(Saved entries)
-- Opening Marker --

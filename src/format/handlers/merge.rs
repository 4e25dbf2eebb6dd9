//! Merge handler (spec §4.3.7): combine several sources (payload data, metadata, a
//! filesystem file) into a single `{ key → value }` mapping, serialized in one format.
//! Per-source resolution failures are logged and that source is omitted — non-fatal.

use crate::error::RunnerError;
use crate::format::{parse_options, ExecContext, FormatOperation, OperationHandler};
use crate::message::Message;
use serde::Deserialize;
use serde_json::Value;
use tracing::warn;

const COMPONENT: &str = "format.merge";

#[derive(Debug, Clone, Copy, PartialEq, Eq, Deserialize)]
#[serde(rename_all = "lowercase")]
pub enum MergeFormat {
    Json,
    Yaml,
}

impl Default for MergeFormat {
    fn default() -> Self {
        MergeFormat::Json
    }
}

#[derive(Debug, Clone, Copy, PartialEq, Eq, Deserialize)]
#[serde(rename_all = "lowercase")]
pub enum Input {
    Data,
    Metadata,
    Filesystem,
}

#[derive(Debug, Clone, Deserialize)]
pub struct MergeSource {
    pub input: Input,
    pub key: String,
    #[serde(default)]
    pub path: Option<String>,
}

#[derive(Debug, Clone, Deserialize)]
pub struct MergeOptions {
    pub sources: Vec<MergeSource>,
    #[serde(default)]
    pub format: MergeFormat,
}

/// Parse as JSON if possible, otherwise keep the raw bytes as a string — the resolution
/// rule §4.3.7 specifies for `data` and `filesystem` sources.
fn parse_json_or_string(raw: &[u8]) -> Value {
    serde_json::from_slice(raw).unwrap_or_else(|_| Value::String(String::from_utf8_lossy(raw).into_owned()))
}

fn resolve_source(msg: &Message, source: &MergeSource) -> Option<Value> {
    match source.input {
        Input::Data => Some(parse_json_or_string(&msg.data)),
        Input::Metadata => {
            let map: serde_json::Map<String, Value> = msg
                .metadata
                .iter()
                .map(|(k, v)| (k.clone(), Value::String(v.clone())))
                .collect();
            Some(Value::Object(map))
        }
        Input::Filesystem => {
            let path = match &source.path {
                Some(p) => p,
                None => {
                    warn!(key = %source.key, "merge: filesystem source missing path, omitting");
                    return None;
                }
            };
            let fs = match msg.filesystem() {
                Some(fs) => fs,
                None => {
                    warn!(key = %source.key, "merge: no filesystem attached, omitting");
                    return None;
                }
            };
            match fs.read(path) {
                Ok(bytes) => Some(parse_json_or_string(&bytes)),
                Err(e) => {
                    warn!(key = %source.key, error = %e, "merge: filesystem read failed, omitting");
                    None
                }
            }
        }
    }
}

pub struct MergeHandler;

impl OperationHandler for MergeHandler {
    fn name(&self) -> &'static str {
        "merge"
    }

    fn validate(&self, op: &FormatOperation) -> Result<(), RunnerError> {
        let opts: MergeOptions = parse_options(COMPONENT, &op.options)?;
        if opts.sources.is_empty() {
            return Err(RunnerError::validation_failed(COMPONENT, "sources must be non-empty"));
        }
        for source in &opts.sources {
            if source.key.is_empty() {
                return Err(RunnerError::validation_failed(COMPONENT, "source key is required"));
            }
            if source.input == Input::Filesystem && source.path.is_none() {
                return Err(RunnerError::validation_failed(
                    COMPONENT,
                    "input=filesystem requires path",
                ));
            }
        }
        Ok(())
    }

    fn execute(&self, _ctx: &ExecContext, msg: &mut Message, op: &FormatOperation) -> Result<(), RunnerError> {
        let opts: MergeOptions = parse_options(COMPONENT, &op.options)?;
        let mut merged = serde_json::Map::new();
        for source in &opts.sources {
            if let Some(value) = resolve_source(msg, source) {
                merged.insert(source.key.clone(), value);
            }
        }
        let merged = Value::Object(merged);
        msg.data = match opts.format {
            MergeFormat::Json => serde_json::to_vec(&merged)
                .map_err(|e| RunnerError::internal(COMPONENT, format!("json encode: {e}")))?,
            MergeFormat::Yaml => serde_yaml::to_string(&merged)
                .map(|s| s.into_bytes())
                .map_err(|e| RunnerError::internal(COMPONENT, format!("yaml encode: {e}")))?,
        };
        Ok(())
    }
}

-- Closing Marker --

_PROBLEM DETAILS_:
Print each of the lines above again, unchanged.

_RESPONSE BELOW_:
filename src/format/handlers/merge.rs
repository 4e25dbf2eebb6dd9
//! Merge handler (spec §4.3.7): combine several sources (payload data, metadata, a
//! filesystem file) into a single `{ key → value }` mapping, serialized in one format.
//! Per-source resolution failures are logged and that source is omitted — non-fatal.

use crate::error::RunnerError;
use crate::format::{parse_options, ExecContext, FormatOperation, OperationHandler};
use crate::message::Message;
use serde::Deserialize;
use serde_json::Value;
use tracing::warn;

const COMPONENT: &str = "format.merge";

#[derive(Debug, Clone, Copy, PartialEq, Eq, Deserialize)]
#[serde(rename_all = "lowercase")]
pub enum MergeFormat {
    Json,
    Yaml,
}

impl Default for MergeFormat {
    fn default() -> Self {
        MergeFormat::Json
    }
}

#[derive(Debug, Clone, Copy, PartialEq, Eq, Deserialize)]
#[serde(rename_all = "lowercase")]
pub enum Input {
    Data,
    Metadata,
    Filesystem,
}

#[derive(Debug, Clone, Deserialize)]
pub struct MergeSource {
    pub input: Input,
    pub key: String,
    #[serde(default)]
    pub path: Option<String>,
}

#[derive(Debug, Clone, Deserialize)]
pub struct MergeOptions {
    pub sources: Vec<MergeSource>,
    #[serde(default)]
    pub format: MergeFormat,
}

/// Parse as JSON if possible, otherwise keep the raw bytes as a string — the resolution
/// rule §4.3.7 specifies for `data` and `filesystem` sources.
fn parse_json_or_string(raw: &[u8]) -> Value {
    serde_json::from_slice(raw).unwrap_or_else(|_| Value::String(String::from_utf8_lossy(raw).into_owned()))
}

fn resolve_source(msg: &Message, source: &MergeSource) -> Option<Value> {
    match source.input {
        Input::Data => Some(parse_json_or_string(&msg.data)),
        Input::Metadata => {
            let map: serde_json::Map<String, Value> = msg
                .metadata
                .iter()
                .map(|(k, v)| (k.clone(), Value::String(v.clone())))
                .collect();
            Some(Value::Object(map))
        }
        Input::Filesystem => {
            let path = match &source.path {
                Some(p) => p,
                None => {
                    warn!(key = %source.key, "merge: filesystem source missing path, omitting");
                    return None;
                }
            };
            let fs = match msg.filesystem() {
                Some(fs) => fs,
                None => {
                    warn!(key = %source.key, "merge: no filesystem attached, omitting");
                    return None;
                }
            };
            match fs.read(path) {
                Ok(bytes) => Some(parse_json_or_string(&bytes)),
                Err(e) => {
                    warn!(key = %source.key, error = %e, "merge: filesystem read failed, omitting");
                    None
                }
            }
        }
    }
}

pub struct MergeHandler;

impl OperationHandler for MergeHandler {
    fn name(&self) -> &'static str {
        "merge"
    }

    fn validate(&self, op: &FormatOperation) -> Result<(), RunnerError> {
        let opts: MergeOptions = parse_options(COMPONENT, &op.options)?;
        if opts.sources.is_empty() {
            return Err(RunnerError::validation_failed(COMPONENT, "sources must be non-empty"));
        }
        for source in &opts.sources {
            if source.key.is_empty() {
                return Err(RunnerError::validation_failed(COMPONENT, "source key is required"));
            }
            if source.input == Input::Filesystem && source.path.is_none() {
                return Err(RunnerError::validation_failed(
                    COMPONENT,
                    "input=filesystem requires path",
                ));
            }
        }
        Ok(())
    }

    fn execute(&self, _ctx: &ExecContext, msg: &mut Message, op: &FormatOperation) -> Result<(), RunnerError> {
        let opts: MergeOptions = parse_options(COMPONENT, &op.options)?;
        let mut merged = serde_json::Map::new();
        for source in &opts.sources {
            if let Some(value) = resolve_source(msg, source) {
                merged.insert(source.key.clone(), value);
            }
        }
        let merged = Value::Object(merged);
        msg.data = match opts.format {
            MergeFormat::Json => serde_json::to_vec(&merged)
                .map_err(|e| RunnerError::internal(COMPONENT, format!("json encode: {e}")))?,
            MergeFormat::Yaml => serde_yaml::to_string(&merged)
                .map(|s| s.into_bytes())
                .map_err(|e| RunnerError::internal(COMPONENT, format!("yaml encode: {e}")))?,
        };
        Ok(())
    }
}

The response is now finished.